Как ни странно, но вид графика, полученного учеными, изучавшими землетрясения, очень отличался от ожидаемого. В 1950 году сейсмологи Бено Гутенберг и Чарльз Рихтер из Калифорнийского технологического института провели обширную перепись землетрясений, наблюдавшихся по всему миру на протяжении многих лет. В результате они вообще не обнаружили никаких выпуклостей. Оказывается, землетрясения не группируются по своему типу, но подчиняются очень простому правилу: сильные землетрясения происходят стабильно реже, чем слабые.Такую статистическую картину называют «степенно́й зависимостью», поскольку вероятность события напрямую зависит в данном случае от степени его мощности. В частности, если вы оцените мощность землетрясений по количеству выделяемой энергии, то обнаружите, что количество землетрясений обратно пропорционально возведенному в квадрат количеству энергии. Землетрясения удвоенной силы случаются в четыре раза (два в квадрате) реже. Это справедливо для любого типа данного природного явления, от легкой земной дрожи до мощнейших землетрясений, вызванных мегасдвигами.
Таким образом, землетрясения, несмотря на нашу полную неспособность к их предсказанию, подчиняются удивительному по своей простоте статистическому порядку. В данном случае кривая нормального распределения не содержит даже намека на отражение различий по видам или классам землетрясений, как это было в описанном выше примере тестирования студентов, имеющих различные уровни подготовки. Нет ничего, что указывало бы на существование какого-либо качественного различия между слабыми и сильными землетрясениями.
Лондонцы часто вспоминают шутку о городских автобусах: вы ждете, и ждете, и ждете автобус конкретного маршрута, а затем вдруг к остановке подъезжают сразу три нужных вам автобуса. Оказывается, это не просто шутка: автобусы действительно имеют тенденцию собираться вместе. То же самое можно сказать и о землетрясениях. Например, сейсмологи зафиксировали сотни афтершоков всего за один месяц после землетрясения в Японии, случившегося в 2011 году.Еще в 1890-х годах японский сейсмолог Фусакити Омори установил, что частота этих повторных толчков уменьшается прямо пропорционально времени, прошедшего после основного толчка. То есть через месяц после землетрясения в сутки фиксируется в два раза больше афтершоков, чем через два месяца.

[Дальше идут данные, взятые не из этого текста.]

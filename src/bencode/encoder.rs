//! Bencode encoder

use bytes::{BufMut, BytesMut};

use crate::bencode::value::Value;

/// Encode a value canonically. Dictionary keys are emitted in ascending byte
/// order, which the info hash depends on.
pub fn encode(value: &Value) -> Vec<u8> {
    let mut buf = BytesMut::new();
    encode_into(value, &mut buf);
    buf.to_vec()
}

fn encode_bytes(bytes: &[u8], buf: &mut BytesMut) {
    buf.put_slice(bytes.len().to_string().as_bytes());
    buf.put_u8(b':');
    buf.put_slice(bytes);
}

fn encode_into(value: &Value, buf: &mut BytesMut) {
    match value {
        Value::Integer(i) => {
            buf.put_u8(b'i');
            buf.put_slice(i.to_string().as_bytes());
            buf.put_u8(b'e');
        }
        Value::Bytes(b) => encode_bytes(b, buf),
        Value::List(items) => {
            buf.put_u8(b'l');
            for item in items {
                encode_into(item, buf);
            }
            buf.put_u8(b'e');
        }
        Value::Dict(entries) => {
            // BTreeMap<Bytes, _> iterates in byte order
            buf.put_u8(b'd');
            for (key, item) in entries {
                encode_bytes(key, buf);
                encode_into(item, buf);
            }
            buf.put_u8(b'e');
        }
    }
}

Таким образом, последовательность афтершоков, возникающих после основного толчка, также подчинена определенной закономерности. Здесь снова проявляется закон степенно́й зависимости, так как вероятность повторных толчков уменьшается в соотношении 1/t или t-1 (при достаточно больших значениях t). Степенны́е зависимости такого рода проявляются и в других областях: в сложной структуре поверхности изломов горной породы, в моделях роста живых организмов, в том, как пчелы и олени добывают свой корм. В каждом случае степенна́я зависимость указывает на наличие регулярности, скрытой за кажущейся случайностью событий, и дает подсказки о процессах, заложенных в их основе.
Все это важно потому, что финансовые рынки, по-видимому, функционируют подобным же образом.